We have quite a bit of documentation that covers the preventative/proactive approach, and some of the best practices include:
- Regularly documenting the state of your Microsoft Entra ID tenant and its objects.
- Exporting audit logs to Microsoft Sentinel.
- Using workbooks to track configuration changes
- Using a least privilege model
- Using Azure Backup to create long-lived, read-only data snapshots for use in recovery.
- Implementing geo-redundant storage or another form of Data Replication to create real-time or near-real-time copies of live data in multiple data store replicas with minimal data loss in mind.

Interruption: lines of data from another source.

use thiserror::Error;

/// Errors produced by type operations.
#[derive(Debug, Error, PartialEq, Eq)]
pub enum TypeError {
    #[error("invalid hex string: {0}")]
    InvalidHex(String),

    #[error("invalid byte length: expected {expected}, got {actual}")]
    InvalidLength { expected: usize, actual: usize },

    #[error("invalid project path {path:?}: {reason}")]
    InvalidPath { path: String, reason: String },

    #[error("invalid module coordinates {coordinates:?}: expected group:name:version")]
    InvalidCoordinates { coordinates: String },

    #[error("unknown state type tag: {0}")]
    UnknownStateType(u8),
}
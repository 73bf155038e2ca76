//! Codecs for the built-in user types and the default codec set.

use std::sync::Arc;

use cfc_types::{
    ComponentIdentifier, LocalComponentMetadata, ModuleIdentifier, ModuleVersionIdentifier,
    ProjectHandle, ProjectPath, StateType,
};

use crate::codec::{Codec, TypeTag};
use crate::context::{ReadContext, WriteContext};
use crate::error::{CodecError, CodecResult};
use crate::isolate::IsolateContext;
use crate::registry::{CodecRegistry, CodecRegistryBuilder};

/// Wire tags of the built-in codecs.
///
/// Tags are part of the entry format: a tag may be added but never
/// reassigned.
pub mod tags {
    use crate::codec::TypeTag;

    pub const STRING: TypeTag = TypeTag(1);
    pub const BOOL: TypeTag = TypeTag(2);
    pub const U32: TypeTag = TypeTag(3);
    pub const U64: TypeTag = TypeTag(4);
    pub const I64: TypeTag = TypeTag(5);
    pub const BYTES: TypeTag = TypeTag(6);

    pub const PROJECT_PATH: TypeTag = TypeTag(16);
    pub const STATE_TYPE: TypeTag = TypeTag(17);
    pub const MODULE_ID: TypeTag = TypeTag(18);
    pub const MODULE_VERSION_ID: TypeTag = TypeTag(19);
    pub const COMPONENT_ID: TypeTag = TypeTag(20);
    pub const LOCAL_COMPONENT_METADATA: TypeTag = TypeTag(21);
    pub const PROJECT_HANDLE: TypeTag = TypeTag(22);

    /// First tag available to codecs registered outside this crate.
    pub const FIRST_EXTERNAL: TypeTag = TypeTag(256);
}

macro_rules! copy_codec {
    ($name:ident, $value:ty, $write:ident, $read:ident) => {
        #[derive(Clone, Copy, Debug, Default)]
        pub struct $name;

        impl Codec for $name {
            type Value = $value;

            fn encode(&self, ctx: &mut WriteContext, value: &$value) -> CodecResult<()> {
                ctx.encoder().$write(*value);
                Ok(())
            }

            fn decode(&self, ctx: &mut ReadContext<'_>) -> CodecResult<$value> {
                Ok(ctx.decoder().$read()?)
            }
        }
    };
}

copy_codec!(BoolCodec, bool, write_bool, read_bool);
copy_codec!(U32Codec, u32, write_u32, read_u32);
copy_codec!(U64Codec, u64, write_varint, read_varint);
copy_codec!(I64Codec, i64, write_i64, read_i64);

#[derive(Clone, Copy, Debug, Default)]
pub struct StringCodec;

impl Codec for StringCodec {
    type Value = String;

    fn encode(&self, ctx: &mut WriteContext, value: &String) -> CodecResult<()> {
        ctx.encoder().write_str(value);
        Ok(())
    }

    fn decode(&self, ctx: &mut ReadContext<'_>) -> CodecResult<String> {
        Ok(ctx.decoder().read_string()?)
    }
}

#[derive(Clone, Copy, Debug, Default)]
pub struct BytesCodec;

impl Codec for BytesCodec {
    type Value = Vec<u8>;

    fn encode(&self, ctx: &mut WriteContext, value: &Vec<u8>) -> CodecResult<()> {
        ctx.encoder().write_bytes(value);
        Ok(())
    }

    fn decode(&self, ctx: &mut ReadContext<'_>) -> CodecResult<Vec<u8>> {
        Ok(ctx.decoder().read_bytes()?.to_vec())
    }
}

/// Project paths, stored relative to the owner's project.
///
/// A path below the owner's project is written as the relative remainder and
/// resolved against the reading owner, so the same entry bytes stay valid for
/// whatever project the entry belongs to. Other paths are written as they are.
#[derive(Clone, Copy, Debug, Default)]
pub struct ProjectPathCodec;

impl Codec for ProjectPathCodec {
    type Value = ProjectPath;

    fn encode(&self, ctx: &mut WriteContext, value: &ProjectPath) -> CodecResult<()> {
        let base = ctx.owner()?.base_path();
        let written = value.relative_to(&base);
        let owner_relative = value.is_absolute() && !written.is_absolute();
        let encoder = ctx.encoder();
        encoder.write_bool(owner_relative);
        encoder.write_str(&written.to_string());
        Ok(())
    }

    fn decode(&self, ctx: &mut ReadContext<'_>) -> CodecResult<ProjectPath> {
        let owner_relative = ctx.decoder().read_bool()?;
        let offset = ctx.decoder().position();
        let path = ProjectPath::parse(ctx.decoder().read_str()?)?;
        if !owner_relative {
            return Ok(path);
        }
        if path.is_absolute() {
            return Err(CodecError::corrupt(
                offset,
                format!("owner-relative project path {path} is absolute"),
            ));
        }
        Ok(ctx.owner()?.base_path().resolve(&path))
    }
}

#[derive(Clone, Copy, Debug, Default)]
pub struct StateTypeCodec;

impl Codec for StateTypeCodec {
    type Value = StateType;

    fn encode(&self, ctx: &mut WriteContext, value: &StateType) -> CodecResult<()> {
        ctx.encoder().write_u8(value.tag());
        Ok(())
    }

    fn decode(&self, ctx: &mut ReadContext<'_>) -> CodecResult<StateType> {
        Ok(StateType::from_tag(ctx.decoder().read_u8()?)?)
    }
}

#[derive(Clone, Copy, Debug, Default)]
pub struct ModuleIdentifierCodec;

impl Codec for ModuleIdentifierCodec {
    type Value = ModuleIdentifier;

    fn encode(&self, ctx: &mut WriteContext, value: &ModuleIdentifier) -> CodecResult<()> {
        let encoder = ctx.encoder();
        encoder.write_str(&value.group);
        encoder.write_str(&value.name);
        Ok(())
    }

    fn decode(&self, ctx: &mut ReadContext<'_>) -> CodecResult<ModuleIdentifier> {
        let decoder = ctx.decoder();
        let group = decoder.read_string()?;
        let name = decoder.read_string()?;
        Ok(ModuleIdentifier::new(group, name))
    }
}

#[derive(Clone, Copy, Debug, Default)]
pub struct ModuleVersionIdentifierCodec;

impl Codec for ModuleVersionIdentifierCodec {
    type Value = ModuleVersionIdentifier;

    fn encode(&self, ctx: &mut WriteContext, value: &ModuleVersionIdentifier) -> CodecResult<()> {
        let encoder = ctx.encoder();
        encoder.write_str(value.group());
        encoder.write_str(value.name());
        encoder.write_str(&value.version);
        Ok(())
    }

    fn decode(&self, ctx: &mut ReadContext<'_>) -> CodecResult<ModuleVersionIdentifier> {
        let decoder = ctx.decoder();
        let group = decoder.read_string()?;
        let name = decoder.read_string()?;
        let version = decoder.read_string()?;
        Ok(ModuleVersionIdentifier::new(group, name, version))
    }
}

const MODULE_COMPONENT: u8 = 0;
const PROJECT_COMPONENT: u8 = 1;

#[derive(Clone, Copy, Debug, Default)]
pub struct ComponentIdentifierCodec;

impl Codec for ComponentIdentifierCodec {
    type Value = ComponentIdentifier;

    fn encode(&self, ctx: &mut WriteContext, value: &ComponentIdentifier) -> CodecResult<()> {
        match value {
            ComponentIdentifier::Module(id) => {
                ctx.encoder().write_u8(MODULE_COMPONENT);
                ctx.write(id)
            }
            ComponentIdentifier::Project {
                build_path,
                project_path,
            } => {
                ctx.encoder().write_u8(PROJECT_COMPONENT);
                ctx.encoder().write_str(&build_path.to_string());
                ctx.write(project_path)
            }
        }
    }

    fn decode(&self, ctx: &mut ReadContext<'_>) -> CodecResult<ComponentIdentifier> {
        let offset = ctx.decoder().position();
        match ctx.decoder().read_u8()? {
            MODULE_COMPONENT => Ok(ComponentIdentifier::Module(ctx.read()?)),
            PROJECT_COMPONENT => {
                let build_path = ProjectPath::parse(ctx.decoder().read_str()?)?;
                let project_path = ctx.read()?;
                Ok(ComponentIdentifier::Project {
                    build_path,
                    project_path,
                })
            }
            other => Err(CodecError::corrupt(
                offset,
                format!("unknown component identifier variant {other}"),
            )),
        }
    }
}

/// Writes the component identity and module version only. Status and
/// attribute schema come back as defaults.
#[derive(Clone, Copy, Debug, Default)]
pub struct LocalComponentMetadataCodec;

impl Codec for LocalComponentMetadataCodec {
    type Value = LocalComponentMetadata;

    fn encode(&self, ctx: &mut WriteContext, value: &LocalComponentMetadata) -> CodecResult<()> {
        ctx.write(&value.id)?;
        ctx.write(&value.module_version_id)
    }

    fn decode(&self, ctx: &mut ReadContext<'_>) -> CodecResult<LocalComponentMetadata> {
        let id = ctx.read()?;
        let module_version_id = ctx.read()?;
        Ok(LocalComponentMetadata::new(id, module_version_id))
    }
}

/// Live project objects: only the path is stored, the handle is looked up
/// in the running build on read.
#[derive(Clone, Copy, Debug, Default)]
pub struct ProjectHandleCodec;

impl Codec for ProjectHandleCodec {
    type Value = Arc<ProjectHandle>;

    fn encode(&self, ctx: &mut WriteContext, value: &Arc<ProjectHandle>) -> CodecResult<()> {
        ctx.write(&value.path)
    }

    fn decode(&self, ctx: &mut ReadContext<'_>) -> CodecResult<Arc<ProjectHandle>> {
        let path: ProjectPath = ctx.read()?;
        ctx.host()
            .project(&path)
            .ok_or(CodecError::UnresolvedProject { path })
    }
}

/// The default codec set.
#[derive(Clone, Debug)]
pub struct Codecs {
    user_types: Arc<CodecRegistry>,
}

impl Codecs {
    pub fn new() -> CodecResult<Self> {
        Ok(Self {
            user_types: Self::user_types_builder()?.build(),
        })
    }

    /// A builder pre-populated with every built-in codec, for callers that
    /// register codecs of their own on top.
    pub fn user_types_builder() -> CodecResult<CodecRegistryBuilder> {
        let mut builder = CodecRegistry::builder();
        builder
            .register(tags::STRING, StringCodec)?
            .register(tags::BOOL, BoolCodec)?
            .register(tags::U32, U32Codec)?
            .register(tags::U64, U64Codec)?
            .register(tags::I64, I64Codec)?
            .register(tags::BYTES, BytesCodec)?
            .register(tags::PROJECT_PATH, ProjectPathCodec)?
            .register(tags::STATE_TYPE, StateTypeCodec)?
            .register(tags::MODULE_ID, ModuleIdentifierCodec)?
            .register(tags::MODULE_VERSION_ID, ModuleVersionIdentifierCodec)?
            .register(tags::COMPONENT_ID, ComponentIdentifierCodec)?
            .register(tags::LOCAL_COMPONENT_METADATA, LocalComponentMetadataCodec)?
            .register(tags::PROJECT_HANDLE, ProjectHandleCodec)?;
        Ok(builder)
    }

    /// Codecs for every built-in user type.
    pub fn user_types(&self) -> Arc<CodecRegistry> {
        Arc::clone(&self.user_types)
    }

    pub fn tag_of<T: std::any::Any>(&self) -> Option<TypeTag> {
        self.user_types.tag_of::<T>()
    }
}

- Using the Azure Site Recovery service to manage replication, failover, and failback
- Creating a break-glass global admin account for emergency access.
References:
Microsoft Entra ID Disaster Recovery best practices
Once the damage is already done though, in the scenario you described where all global admin accounts have been hijacked, your options are more limited like you said. Your best options would be to:
- Call the Azure Data Protection team to get unlocked. Their phone number is (866-807-5850). You will need to prove your ownership of the tenant.
- Contact the technical support team via phone support.
The options are restrictive as a security measure. Social engineering could be occurring by a malicious actor to gain unauthorized access to an Entra ID tenant, so steps are put in place to validate the tenant's ownership and ensure that only the rightful owners have access.
Let me know if this helps and if you have further questions.